> Problem description:
Your task is to set down the records below again, exactly.

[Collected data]
↓↓↓

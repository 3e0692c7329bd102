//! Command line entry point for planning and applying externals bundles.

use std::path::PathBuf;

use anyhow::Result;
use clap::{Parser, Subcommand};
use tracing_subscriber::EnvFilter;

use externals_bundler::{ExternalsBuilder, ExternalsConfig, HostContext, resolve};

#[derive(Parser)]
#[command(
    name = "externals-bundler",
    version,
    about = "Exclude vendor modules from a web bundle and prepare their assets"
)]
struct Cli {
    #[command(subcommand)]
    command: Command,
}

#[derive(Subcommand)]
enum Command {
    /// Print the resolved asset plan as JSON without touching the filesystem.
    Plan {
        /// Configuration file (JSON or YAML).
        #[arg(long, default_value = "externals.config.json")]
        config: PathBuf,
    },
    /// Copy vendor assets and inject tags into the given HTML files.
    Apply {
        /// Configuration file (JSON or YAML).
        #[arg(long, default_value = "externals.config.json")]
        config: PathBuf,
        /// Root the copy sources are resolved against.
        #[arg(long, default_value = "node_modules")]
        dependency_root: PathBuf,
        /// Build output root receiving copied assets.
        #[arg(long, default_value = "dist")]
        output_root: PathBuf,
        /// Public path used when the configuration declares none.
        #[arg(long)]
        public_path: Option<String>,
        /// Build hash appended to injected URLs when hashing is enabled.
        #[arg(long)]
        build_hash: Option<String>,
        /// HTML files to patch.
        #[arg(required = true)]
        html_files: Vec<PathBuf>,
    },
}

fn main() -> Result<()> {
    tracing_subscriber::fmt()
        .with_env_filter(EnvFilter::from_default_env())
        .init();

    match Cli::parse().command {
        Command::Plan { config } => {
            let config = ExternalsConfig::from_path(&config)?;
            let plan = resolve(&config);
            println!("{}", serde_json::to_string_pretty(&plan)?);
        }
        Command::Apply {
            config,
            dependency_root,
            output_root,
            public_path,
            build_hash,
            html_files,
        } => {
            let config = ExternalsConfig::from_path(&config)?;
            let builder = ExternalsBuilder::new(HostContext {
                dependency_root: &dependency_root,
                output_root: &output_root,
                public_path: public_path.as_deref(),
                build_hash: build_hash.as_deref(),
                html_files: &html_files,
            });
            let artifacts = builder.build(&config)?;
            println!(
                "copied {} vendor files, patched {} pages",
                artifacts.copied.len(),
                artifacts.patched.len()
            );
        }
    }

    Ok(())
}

↑↑↑

> Output below:
repository 3e0692c7329bd102
//! Command line entry point for planning and applying externals bundles.

use std::path::PathBuf;

use anyhow::Result;
use clap::{Parser, Subcommand};
use tracing_subscriber::EnvFilter;

use externals_bundler::{ExternalsBuilder, ExternalsConfig, HostContext, resolve};

#[derive(Parser)]
#[command(
    name = "externals-bundler",
    version,
    about = "Exclude vendor modules from a web bundle and prepare their assets"
)]
struct Cli {
    #[command(subcommand)]
    command: Command,
}

#[derive(Subcommand)]
enum Command {
    /// Print the resolved asset plan as JSON without touching the filesystem.
    Plan {
        /// Configuration file (JSON or YAML).
        #[arg(long, default_value = "externals.config.json")]
        config: PathBuf,
    },
    /// Copy vendor assets and inject tags into the given HTML files.
    Apply {
        /// Configuration file (JSON or YAML).
        #[arg(long, default_value = "externals.config.json")]
        config: PathBuf,
        /// Root the copy sources are resolved against.
        #[arg(long, default_value = "node_modules")]
        dependency_root: PathBuf,
        /// Build output root receiving copied assets.
        #[arg(long, default_value = "dist")]
        output_root: PathBuf,
        /// Public path used when the configuration declares none.
        #[arg(long)]
        public_path: Option<String>,
        /// Build hash appended to injected URLs when hashing is enabled.
        #[arg(long)]
        build_hash: Option<String>,
        /// HTML files to patch.
        #[arg(required = true)]
        html_files: Vec<PathBuf>,
    },
}

fn main() -> Result<()> {
    tracing_subscriber::fmt()
        .with_env_filter(EnvFilter::from_default_env())
        .init();

    match Cli::parse().command {
        Command::Plan { config } => {
            let config = ExternalsConfig::from_path(&config)?;
            let plan = resolve(&config);
            println!("{}", serde_json::to_string_pretty(&plan)?);
        }
        Command::Apply {
            config,
            dependency_root,
            output_root,
            public_path,
            build_hash,
            html_files,
        } => {
            let config = ExternalsConfig::from_path(&config)?;
            let builder = ExternalsBuilder::new(HostContext {
                dependency_root: &dependency_root,
                output_root: &output_root,
                public_path: public_path.as_deref(),
                build_hash: build_hash.as_deref(),
                html_files: &html_files,
            });
            let artifacts = builder.build(&config)?;
            println!(
                "copied {} vendor files, patched {} pages",
                artifacts.copied.len(),
                artifacts.patched.len()
            );
        }
    }

    Ok(())
}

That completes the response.